2.5 stars
In Shashana Walter’s book, “Rehab” - Routes to treatment are still largely funneled through the criminal justice system and through a profit driven healthcare system that prioritizes profits over individualized patient care. Walter’s finds the pursuit of profit has overridden the duty to provide humane and effective care in too many cases.
Drugs are compelling. Drugs offer benefits for the people who use them. They quiet physical and mental pain. They offer route to community, especially in a culture that encourages the restless pursuit of pleasure but demonizes those who appear to lose control or take it too far.
Walter weaves the stories of four Americans from different corners of the nation into a single narrative of a rehab system gone very wrong: a young white man in Louisiana; a low-income Black mother in Philadelphia; a crusader against rehab abuse in California; and a physician with his own addiction who dedicated his professional life to treating others similarly afflicted.

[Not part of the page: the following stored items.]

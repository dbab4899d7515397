use std::fmt;
use std::ops::Range;
use std::path::{Path, PathBuf};

/// Indicates a region in the source code
#[derive(Clone, Copy, Debug, Default, PartialEq, Eq, Hash, serde::Serialize, serde::Deserialize)]
pub struct SourceSpan {
	start: usize,
	end: usize,
}

impl SourceSpan {
	/// Creates a new source span from offset and length
	pub fn new(offset: usize, len: usize) -> SourceSpan {
		SourceSpan {
			start: offset,
			end: offset + len,
		}
	}

	pub fn new_between(start: usize, end: usize) -> SourceSpan {
		SourceSpan { start, end }
	}

	/// Creates a new span from a Range type
	pub fn new_from_range(range: &Range<usize>) -> SourceSpan {
		SourceSpan {
			start: range.start,
			end: range.end,
		}
	}

	/// Smallest span covering both spans
	pub fn join(self, other: SourceSpan) -> SourceSpan {
		SourceSpan {
			start: self.start.min(other.start),
			end: self.end.max(other.end),
		}
	}

	/// Returns offset of the span
	pub fn offset(&self) -> usize {
		self.start
	}

	/// Returns start of the span
	pub fn start(&self) -> usize {
		self.offset()
	}

	/// Returns end of the span
	pub fn end(&self) -> usize {
		self.end
	}

	/// Returns length of the span
	pub fn len(&self) -> usize {
		self.end - self.start
	}

	pub fn is_empty(&self) -> bool {
		self.start == self.end
	}
}

impl From<(usize, usize)> for SourceSpan {
	fn from(pair: (usize, usize)) -> Self {
		SourceSpan::new(pair.0, pair.1)
	}
}

impl From<SourceSpan> for miette::SourceSpan {
	fn from(span: SourceSpan) -> Self {
		(span.start, span.len()).into()
	}
}

/// A span tied to the file it was found in
#[derive(Clone, Debug, PartialEq, Eq, Hash)]
pub struct Location {
	pub file: PathBuf,
	pub span: SourceSpan,
}

impl Location {
	pub fn new(file: impl Into<PathBuf>, span: SourceSpan) -> Self {
		Self {
			file: file.into(),
			span,
		}
	}

	pub fn file(&self) -> &Path {
		&self.file
	}
}

impl fmt::Display for Location {
	fn fmt(&self, f: &mut fmt::Formatter) -> fmt::Result {
		write!(f, "{}@{}..{}", self.file.display(), self.span.start, self.span.end)
	}
}
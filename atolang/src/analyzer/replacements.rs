use super::object_def::{ObjectDef, Replacement};
use crate::core::Address;
use log::debug;
use std::collections::HashMap;
use std::rc::Rc;

/// A retype waiting for the instantiation it applies to
#[derive(Clone, Debug)]
pub struct PendingReplacement {
	pub replacement: Replacement,

	/// Definition the retype was written in, its names resolve the new type
	pub declared_in: Rc<ObjectDef>,
}

/// Retypes pending during a recursive instantiation
///
/// Each instantiation pushes a frame, registers the retypes of its
/// super chain and pops the frame when it is done, successful or not.
/// A retype registered by an outer frame takes precedence over one
/// for the same instance registered further down.
#[derive(Debug, Default)]
pub struct ReplacementStack {
	pending: HashMap<Address, PendingReplacement>,
	frames: Vec<Vec<Address>>,
}

impl ReplacementStack {
	pub fn new() -> Self {
		Self::default()
	}

	pub fn push_frame(&mut self) {
		self.frames.push(Vec::new());
	}

	/// Drops whatever the current frame registered and did not consume
	pub fn pop_frame(&mut self) {
		for address in self.frames.pop().unwrap_or_default() {
			if self.pending.remove(&address).is_some() {
				debug!("Retype of {} was never used", address);
			}
		}
	}

	/// Registers a retype for the instance at `target` unless one is already pending
	pub fn register(&mut self, target: Address, pending: PendingReplacement) -> bool {
		if self.pending.contains_key(&target) {
			return false;
		}
		if let Some(frame) = self.frames.last_mut() {
			frame.push(target.clone());
		}
		self.pending.insert(target, pending);
		true
	}

	/// Consumes the retype pending for `target`
	pub fn take(&mut self, target: &Address) -> Option<PendingReplacement> {
		self.pending.remove(target)
	}

	pub fn is_pending(&self, target: &Address) -> bool {
		self.pending.contains_key(target)
	}

	pub fn depth(&self) -> usize {
		self.frames.len()
	}
}
use super::ast::FileInput;
use super::parse_source;
use crate::core::CompilerError;
use log::debug;
use std::collections::HashMap;
use std::io;
use std::path::{Component, Path, PathBuf};
use std::rc::Rc;

/// Where source text comes from
pub trait SourceProvider {
	fn read_source(&self, path: &Path) -> io::Result<String>;

	fn is_file(&self, path: &Path) -> bool;
}

/// Reads sources from disk
#[derive(Clone, Copy, Debug, Default)]
pub struct FileSystem;

impl SourceProvider for FileSystem {
	fn read_source(&self, path: &Path) -> io::Result<String> {
		std::fs::read_to_string(path)
	}

	fn is_file(&self, path: &Path) -> bool {
		path.is_file()
	}
}

/// Sources kept in memory, keyed by normalized path
#[derive(Clone, Debug, Default)]
pub struct InMemorySources {
	files: HashMap<PathBuf, String>,
}

impl InMemorySources {
	pub fn new() -> Self {
		Self::default()
	}

	pub fn insert(&mut self, path: impl AsRef<Path>, source: impl Into<String>) {
		self.files.insert(normalize_path(path.as_ref()), source.into());
	}

	pub fn with_file(mut self, path: impl AsRef<Path>, source: impl Into<String>) -> Self {
		self.insert(path, source);
		self
	}
}

impl SourceProvider for InMemorySources {
	fn read_source(&self, path: &Path) -> io::Result<String> {
		self.files
			.get(&normalize_path(path))
			.cloned()
			.ok_or_else(|| io::Error::new(io::ErrorKind::NotFound, format!("{} not found", path.display())))
	}

	fn is_file(&self, path: &Path) -> bool {
		self.files.contains_key(&normalize_path(path))
	}
}

/// Removes `.` and resolves `..` components without touching the file system
pub fn normalize_path(path: &Path) -> PathBuf {
	let mut normalized = PathBuf::new();
	for component in path.components() {
		match component {
			Component::CurDir => {},
			Component::ParentDir => {
				let ends_with_name = matches!(normalized.components().next_back(), Some(Component::Normal(_)));
				if ends_with_name {
					normalized.pop();
				}
				else if !normalized.has_root() {
					normalized.push("..");
				}
			},
			other => normalized.push(other),
		}
	}
	normalized
}

/// Parses each file once and keeps both its tree and its text
pub struct SyntaxCache {
	provider: Box<dyn SourceProvider>,
	trees: HashMap<PathBuf, Rc<FileInput>>,
	sources: HashMap<PathBuf, String>,
}

impl SyntaxCache {
	pub fn new(provider: impl SourceProvider + 'static) -> Self {
		Self {
			provider: Box::new(provider),
			trees: HashMap::new(),
			sources: HashMap::new(),
		}
	}

	pub fn is_file(&self, path: &Path) -> bool {
		self.provider.is_file(path)
	}

	/// Returns the syntax tree of a file, parsing it on first request
	pub fn parse(&mut self, path: &Path) -> Result<Rc<FileInput>, CompilerError> {
		let path = normalize_path(path);
		if let Some(tree) = self.trees.get(&path) {
			return Ok(tree.clone());
		}

		if !self.provider.is_file(&path) {
			return Err(CompilerError::file_not_found(&path));
		}
		let source = self
			.provider
			.read_source(&path)
			.map_err(|err| CompilerError::io(&path, &err))?;
		debug!("Parsing {}", path.display());
		let parsed = parse_source(&source);
		self.sources.insert(path.clone(), source);

		let tree = Rc::new(parsed.map_err(|err| err.into_compiler_error(&path))?);
		self.trees.insert(path, tree.clone());
		Ok(tree)
	}

	/// Text of a file that has been parsed before
	pub fn source(&self, path: &Path) -> Option<&str> {
		self.sources.get(&normalize_path(path)).map(String::as_str)
	}
}

#[cfg(test)]
mod tests {
	use super::*;
	use crate::core::ErrorKind;
	use rstest::rstest;

	#[rstest]
	#[case("a/./b.ato", "a/b.ato")]
	#[case("a/c/../b.ato", "a/b.ato")]
	#[case("../b.ato", "../b.ato")]
	#[case("/x/../../b.ato", "/b.ato")]
	fn lexical_normalization(#[case] path: &str, #[case] expected: &str) {
		assert_eq!(normalize_path(Path::new(path)), PathBuf::from(expected));
	}

	#[test]
	fn trees_are_parsed_once() {
		let mut cache = SyntaxCache::new(InMemorySources::new().with_file("a.ato", "module A:\n    pin p1\n"));
		let first = cache.parse(Path::new("a.ato")).unwrap();
		let second = cache.parse(Path::new("./a.ato")).unwrap();
		assert!(Rc::ptr_eq(&first, &second));
		assert!(cache.source(Path::new("a.ato")).is_some());
	}

	#[test]
	fn syntax_errors_keep_the_source() {
		let mut cache = SyntaxCache::new(InMemorySources::new().with_file("bad.ato", "module :\n"));
		let err = cache.parse(Path::new("bad.ato")).unwrap_err();
		assert_eq!(err.kind, ErrorKind::SyntaxError);
		assert!(cache.source(Path::new("bad.ato")).is_some());
	}

	#[test]
	fn missing_files_are_io_errors() {
		let mut cache = SyntaxCache::new(InMemorySources::new());
		assert_eq!(cache.parse(Path::new("nope.ato")).unwrap_err().kind, ErrorKind::IoError);
	}
}
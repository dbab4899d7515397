use super::builtins::Category;
use super::definition_catalog::DefinitionCatalog;
use super::object_def::ObjectDef;
use super::statement_results::StatementResults;
use crate::core::{Address, CompilerError, ErrorGroup, ErrorKind, Value};
use crate::parser::ast::{Assignable, Statement};
use indexmap::IndexMap;
use log::debug;
use std::collections::{HashMap, HashSet};
use std::fmt;
use std::rc::Rc;

/// One inheritance level: the resolved super layer plus this block's own scalars
#[derive(Debug)]
pub struct ObjectLayer {
	pub definition: Rc<ObjectDef>,
	pub super_layer: Option<Rc<ObjectLayer>>,
	pub data: IndexMap<String, Value>,
}

impl ObjectLayer {
	pub fn address(&self) -> &Address {
		&self.definition.address
	}

	/// This layer followed by every super layer, most derived first
	pub fn supers(self: &Rc<Self>) -> Vec<Rc<ObjectLayer>> {
		std::iter::successors(Some(self.clone()), |layer| layer.super_layer.clone()).collect()
	}

	pub fn category(&self) -> Option<Category> {
		Category::from_address(self.address())
	}
}

impl fmt::Display for ObjectLayer {
	fn fmt(&self, f: &mut fmt::Formatter) -> fmt::Result {
		write!(f, "<ObjectLayer {}>", self.address())
	}
}

/// Resolves definitions into cached layers
pub struct LayerBuilder {
	catalog: DefinitionCatalog,
	cache: HashMap<Address, Rc<ObjectLayer>>,
	in_progress: HashSet<Address>,
}

impl LayerBuilder {
	pub fn new(mut catalog: DefinitionCatalog) -> Self {
		let mut cache: HashMap<Address, Rc<ObjectLayer>> = HashMap::new();
		// Module comes first so Component can point at it
		for category in [
			Category::Module,
			Category::Component,
			Category::Interface,
			Category::Pin,
			Category::Signal,
		] {
			let Ok(definition) = catalog.get_definition(&category.address()) else {
				continue;
			};
			let super_layer = definition
				.super_ref
				.as_ref()
				.and_then(Category::from_reference)
				.and_then(|super_category| cache.get(&super_category.address()).cloned());
			cache.insert(
				category.address(),
				Rc::new(ObjectLayer {
					definition,
					super_layer,
					data: IndexMap::new(),
				}),
			);
		}

		Self {
			catalog,
			cache,
			in_progress: HashSet::new(),
		}
	}

	pub fn catalog(&self) -> &DefinitionCatalog {
		&self.catalog
	}

	pub fn catalog_mut(&mut self) -> &mut DefinitionCatalog {
		&mut self.catalog
	}

	/// Layer of a built-in root, always present
	pub fn builtin(&self, category: Category) -> Rc<ObjectLayer> {
		self.cache[&category.address()].clone()
	}

	/// Returns the layer at `address`, building it and its supers on first request
	pub fn get_layer(&mut self, address: &Address) -> Result<Rc<ObjectLayer>, ErrorGroup> {
		if let Some(layer) = self.cache.get(address) {
			return Ok(layer.clone());
		}

		let definition = self.catalog.get_definition(address)?;
		if !self.in_progress.insert(address.clone()) {
			let mut err = CompilerError::new(
				ErrorKind::InheritanceCycle,
				format!("{} inherits from itself", address),
			);
			if let Some(location) = definition.super_location.clone().or(definition.location.clone()) {
				err = err.with_location(location);
			}
			return Err(err.into());
		}

		let layer = self.make_layer(definition);
		self.in_progress.remove(address);

		let layer = Rc::new(layer?);
		debug!("Built layer {}", address);
		self.cache.insert(address.clone(), layer.clone());
		Ok(layer)
	}

	fn make_layer(&mut self, definition: Rc<ObjectDef>) -> Result<ObjectLayer, ErrorGroup> {
		// A bad super is fatal for this layer, no point looking at the statements
		let super_layer = match definition.lookup_super()? {
			Some(super_address) => Some(self.get_layer(&super_address)?),
			None => None,
		};

		let data = collect_data(&definition)?;
		Ok(ObjectLayer {
			definition,
			super_layer,
			data,
		})
	}
}

/// Single-segment scalar assignments of a block
///
/// Instantiations and assignments reaching into children are left
/// for the instance builder.
fn collect_data(definition: &ObjectDef) -> Result<IndexMap<String, Value>, ErrorGroup> {
	let results: StatementResults<(String, Value)> = definition
		.statements()
		.iter()
		.filter_map(|statement| match statement {
			Statement::Assignment(assignment) if assignment.target.reference.len() == 1 => Some(assignment),
			_ => None,
		})
		.filter_map(|assignment| {
			let name = assignment.target.reference.first().to_string();
			match &assignment.value {
				Assignable::Literal { value, .. } => Some(Ok((name, value.clone()))),
				Assignable::New { .. } => None,
				Assignable::Reference(reference) => Some(Err(CompilerError::located(
					ErrorKind::TypeError,
					format!("Cannot assign the reference {} to {}, use `new` to instantiate", reference.reference, name),
					definition.locate(assignment.location),
				))),
			}
		})
		.collect();

	// Later assignments of the same name win
	Ok(results.into_result()?.into_iter().collect())
}

/// Layer addresses of a chain, most derived first
pub fn chain_addresses(layer: &Rc<ObjectLayer>) -> Vec<Address> {
	layer.supers().iter().map(|layer| layer.address().clone()).collect()
}
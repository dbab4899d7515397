pub mod analyzer;
pub mod compiler;
pub mod core;
pub mod instance_methods;
pub mod lexer;
pub mod parser;
pub mod project;

pub use crate::compiler::Compiler;
pub use crate::core::{
	Address, CompilerDiagnostic, CompilerError, DiagnosticBuffer, ErrorGroup, ErrorKind, ProvidesCompilerDiagnostic,
	Reference, SourceSpan, Value,
};
pub use crate::project::{Project, ProjectConfig, ProjectError};
extern crate atolang;
use atolang::analyzer::{Instance, Link};
use atolang::project::DEFAULT_BUILD;
use atolang::{Address, Compiler, DiagnosticBuffer, ErrorGroup, Project, ProvidesCompilerDiagnostic, Value};
use clap::{command, Arg, ArgAction};
use indexmap::IndexMap;
use log::{info, warn};
use miette::Diagnostic;
use serde::Serialize;
use std::io::{self, Write};
use std::path::{Path, PathBuf};
use std::rc::Rc;
use thiserror::Error;

#[derive(Error, Diagnostic, Debug)]
pub enum PrettyIoError {
	#[error(transparent)]
	#[diagnostic(code(ato::io_error))]
	IoError(#[from] std::io::Error),

	#[error(transparent)]
	#[diagnostic(code(ato::json_error))]
	JsonError(#[from] serde_json::Error),
}

#[derive(Error, Diagnostic, Debug)]
#[error("No ato.yaml found above {}, cannot pick a build", .0.display())]
#[diagnostic(code(ato::project), help("Pass a file or an address such as `file.ato:Top` instead."))]
struct NoProjectError(PathBuf);

/// Printable view of a resolved instance
#[derive(Serialize)]
struct InstanceNode<'a> {
	address: &'a Address,
	category: Option<String>,
	data: IndexMap<String, Value>,
	links: &'a [Link],
	children: Vec<InstanceNode<'a>>,
}

impl<'a> InstanceNode<'a> {
	fn new(instance: &'a Instance) -> Self {
		Self {
			address: instance.address(),
			category: instance.category().map(|category| category.to_string()),
			data: instance.data(),
			links: instance.links(),
			children: instance.children().values().map(InstanceNode::new).collect(),
		}
	}

	fn print(&self, output: &mut dyn Write, depth: usize) -> io::Result<()> {
		let indent = "  ".repeat(depth);
		let category = self.category.as_deref().unwrap_or("?");
		writeln!(output, "{}{} ({})", indent, self.address.name(), category)?;
		for (key, value) in &self.data {
			writeln!(output, "{}  {} = {}", indent, key, value)?;
		}
		for link in self.links {
			writeln!(output, "{}  {} ~ {}", indent, instance_path(&link.source), instance_path(&link.target))?;
		}
		for child in &self.children {
			child.print(output, depth + 1)?;
		}
		Ok(())
	}
}

fn instance_path(address: &Address) -> String {
	address.instance().map(|path| path.join(".")).unwrap_or_default()
}

/// What the command line asked to resolve
enum Target {
	Block(Address),
	File(PathBuf),
}

fn init_logging(verbose: bool) {
	let level = if verbose { "debug" } else { "warn" };
	env_logger::Builder::from_env(env_logger::Env::default().default_filter_or(level)).init();
}

fn pick_target(entry: &str, build: Option<&String>, project: Option<&Project>) -> miette::Result<Target> {
	let path = Path::new(entry);
	if path.is_dir() {
		let project = project.ok_or_else(|| NoProjectError(path.to_path_buf()))?;
		let build = build.map(String::as_str).unwrap_or(DEFAULT_BUILD);
		return project
			.build_entry(build)
			.map(Target::Block)
			.map_err(|err| err.to_miette_report());
	}
	if build.is_some() {
		warn!("--build is only used when the entry is a project directory");
	}

	let address: Address = entry
		.parse()
		.map_err(|err: atolang::core::AddressError| miette::miette!("{}", err))?;
	if address.entry().is_empty() {
		Ok(Target::File(address.file_path().to_path_buf()))
	}
	else {
		Ok(Target::Block(address))
	}
}

/// Where to look for `ato.yaml` from
fn discovery_start(entry: &str) -> PathBuf {
	if Path::new(entry).exists() {
		return PathBuf::from(entry);
	}
	entry
		.parse::<Address>()
		.map(|address| address.file_path().to_path_buf())
		.unwrap_or_else(|_| PathBuf::from(entry))
}

fn resolve(compiler: &mut Compiler, target: &Target) -> Result<Vec<Rc<Instance>>, ErrorGroup> {
	match target {
		Target::Block(address) => Ok(vec![compiler.get_instance_tree(address)?]),
		Target::File(path) => compiler.resolve_file(path),
	}
}

fn main() -> miette::Result<()> {
	let matches = command!()
		.arg(
			Arg::new("entry")
				.help("Address (`file.ato:Block`), source file or project directory")
				.default_value("."),
		)
		.arg(
			Arg::new("include")
				.short('I')
				.long("include")
				.help("Additional import search directory")
				.action(ArgAction::Append),
		)
		.arg(
			Arg::new("build")
				.short('b')
				.long("build")
				.help("Build of ato.yaml to resolve when given a project directory"),
		)
		.arg(
			Arg::new("json")
				.long("json")
				.help("Print the resolved tree as JSON")
				.action(ArgAction::SetTrue),
		)
		.arg(
			Arg::new("verbose")
				.short('v')
				.long("verbose")
				.action(ArgAction::SetTrue),
		)
		.get_matches();

	init_logging(matches.get_flag("verbose"));

	let entry = matches
		.get_one::<String>("entry")
		.map(String::as_str)
		.unwrap_or(".");
	let includes: Vec<PathBuf> = matches
		.get_many::<String>("include")
		.map(|dirs| dirs.map(PathBuf::from).collect())
		.unwrap_or_default();

	let project = Project::discover(&discovery_start(entry)).map_err(|err| err.to_miette_report())?;
	let search_paths = match &project {
		Some(project) => {
			info!("Using project at {}", project.root().display());
			project.search_paths(&includes)
		},
		None => {
			warn!("No ato.yaml found, only the include directories are searched for imports");
			includes
		},
	};

	let target = pick_target(entry, matches.get_one::<String>("build"), project.as_ref())?;
	let mut compiler = Compiler::with_file_system(search_paths);
	let roots = match resolve(&mut compiler, &target) {
		Ok(roots) => roots,
		Err(group) => {
			let mut buffer = DiagnosticBuffer::new();
			buffer.push_group(&group);
			return buffer.print_diagnostics(|path| compiler.source(path).map(String::from));
		},
	};

	let nodes: Vec<InstanceNode> = roots.iter().map(|root| InstanceNode::new(root)).collect();
	let stdout = io::stdout();
	let mut output = stdout.lock();
	if matches.get_flag("json") {
		serde_json::to_writer_pretty(&mut output, &nodes).map_err(PrettyIoError::from)?;
		writeln!(output).map_err(PrettyIoError::from)?;
	}
	else {
		for node in &nodes {
			node.print(&mut output, 0).map_err(PrettyIoError::from)?;
		}
	}
	Ok(())
}
//! The five built-in roots every inheritance chain ends in.

use super::object_def::{Closure, DefinitionSource, ObjectDef, Scope};
use crate::core::{Address, Reference};
use indexmap::IndexMap;
use serde::{Deserialize, Serialize};
use std::fmt;
use std::rc::Rc;

/// File part of built-in addresses
pub const BUILTIN_FILE: &str = "<Built-in>";

/// Classification of an instance by the built-in it derives from
#[derive(Clone, Copy, Debug, PartialEq, Eq, Hash, Serialize, Deserialize)]
pub enum Category {
	Module,
	Component,
	Interface,
	Pin,
	Signal,
}

impl Category {
	pub const ALL: [Category; 5] = [
		Category::Module,
		Category::Component,
		Category::Interface,
		Category::Pin,
		Category::Signal,
	];

	/// Name the built-in is entered under in the built-in file
	pub fn entry_name(&self) -> &'static str {
		match self {
			Category::Module => "Module",
			Category::Component => "Component",
			Category::Interface => "Interface",
			Category::Pin => "Pin",
			Category::Signal => "Signal",
		}
	}

	/// Name the built-in is looked up by from source
	pub fn reference_name(&self) -> &'static str {
		match self {
			Category::Module => "MODULE",
			Category::Component => "COMPONENT",
			Category::Interface => "INTERFACE",
			Category::Pin => "PIN",
			Category::Signal => "SIGNAL",
		}
	}

	pub fn address(&self) -> Address {
		Address::from_parts(BUILTIN_FILE, [self.entry_name()], Vec::<String>::new())
	}

	pub fn reference(&self) -> Reference {
		Reference::from_one(self.reference_name())
	}

	pub fn from_address(address: &Address) -> Option<Category> {
		if address.file() != BUILTIN_FILE || address.is_instance() {
			return None;
		}
		match address.entry() {
			[name] => Self::ALL.into_iter().find(|c| c.entry_name() == name),
			_ => None,
		}
	}

	pub fn from_reference(reference: &Reference) -> Option<Category> {
		Self::ALL
			.into_iter()
			.find(|c| reference.len() == 1 && reference.first().to_string() == c.reference_name())
	}

	fn super_category(&self) -> Option<Category> {
		match self {
			Category::Component => Some(Category::Module),
			_ => None,
		}
	}
}

impl fmt::Display for Category {
	fn fmt(&self, f: &mut fmt::Formatter) -> fmt::Result {
		write!(f, "{}", self.entry_name().to_lowercase())
	}
}

/// Definitions backing the built-ins, they carry no source
pub fn definitions() -> Vec<Rc<ObjectDef>> {
	let closure = Rc::new(Closure::new(
		Scope {
			address: Address::from_file(BUILTIN_FILE),
			local_defs: IndexMap::new(),
			imports: IndexMap::new(),
		},
		None,
	));

	Category::ALL
		.into_iter()
		.map(|category| {
			Rc::new(ObjectDef {
				address: category.address(),
				super_ref: category.super_category().map(|c| c.reference()),
				super_location: None,
				local_defs: IndexMap::new(),
				imports: IndexMap::new(),
				replacements: IndexMap::new(),
				closure: closure.clone(),
				source: DefinitionSource::Builtin,
				location: None,
			})
		})
		.collect()
}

The often-chaotic lives of these substance abusers are presented with sensitivity and tact but never sentimentalized.
Most of the stories are about opiate addiction. Opiate withdrawal is horrendous. It’s like the worse flu you ever had ten times. Every muscle in your body aches. You have profuse vomiting, severe diarrhea. On top of that opiate withdrawal causes profound insomnia. So, you can’t even rest or sleep the pain away.
Walter offers more immediate prescriptions for the addiction epidemic, including the wider availability of the treatment drug Suboxone (which blunts the craving for heroin and other opioids) and rehabilitation services that not only avoid abuse but focus on the needs and goals of each individual. Walters sounded like she advocated for suboxone but was not clear on how accessible it is to everybody.
Research shows us that stop using drugs needs to be reinforced and rewarded with hope and better, more positive alternatives. As long as using drugs remains more compelling than not using drugs people will continue to use drugs.
“If there’s anything I’ve learned about our treatment system, it’s that it is essentially run by these twin principles of punishment and profit,” Walter’s says. “People are punished for having addictions, and then these rehab programs proliferated with the intent of making a ton of profit off them. And that’s how a lot of our systems in this country operate. Walters writes about this like it’s some big revelation.
The exploitation of patients for profit is one of the book’s common themes. Rehab programs sometimes bill thousands of dollars for unnecessary tests and services, and trap patients in a cycle of relapse and treatment, Walter writes.
I couldn’t agree more with Walters. I used to be an Addictions Counselor 15 years ago. My problem with her book is that everything she is talking about I experienced 15 years ago. So, what is new here?
Walter writes, “In reality, recovery requires continued support, which means access to food, housing, jobs and medication. Lacking any one of these can impede recovery.” The one thing she is leaving out is the person with the addiction must be motivated to be clean themselves. If they are doing it for someone else, sobriety is not realistic. The individual must want it themselves.
I think as long if we live in a for profit healthcare system, in a lot of cases addicts are going to be taken advantage of. In my experience if someone wants to be clean, they need to have outside support like a committed AA sponsor, or a therapist, sober friends and family. They need to know what triggers them to use and have action plans if a trigger comes up. They also need to have activities, because boredom is a common trigger for relapses.
Walter’s did not shed light on anything new. The four stories of the patients she wrote about lacked depth and were not that interesting to me. I agree that people who have or come from money might have more going for them in recovery vs. someone who is broke with no job. Just because someone has money does not guarantee sobriety. In my experience, less educated people are more open-minded and have no problem that there is a higher power as they talk about in AA. Many educated, secular people have a problem believing in a higher power. So, if AA/NA does not work for them, where are they going for support?
Treatment programs are especially effective when they are accessible and easy to enter, and providers listen to a person’s needs, support them in finding motivation to get better, and continue that support in the long term. Ultimately the individual has got to want it. They say in AA to accept the good and forget the rest. I think that it might be the same mentality to have when going to rehab and moving forward with ones life.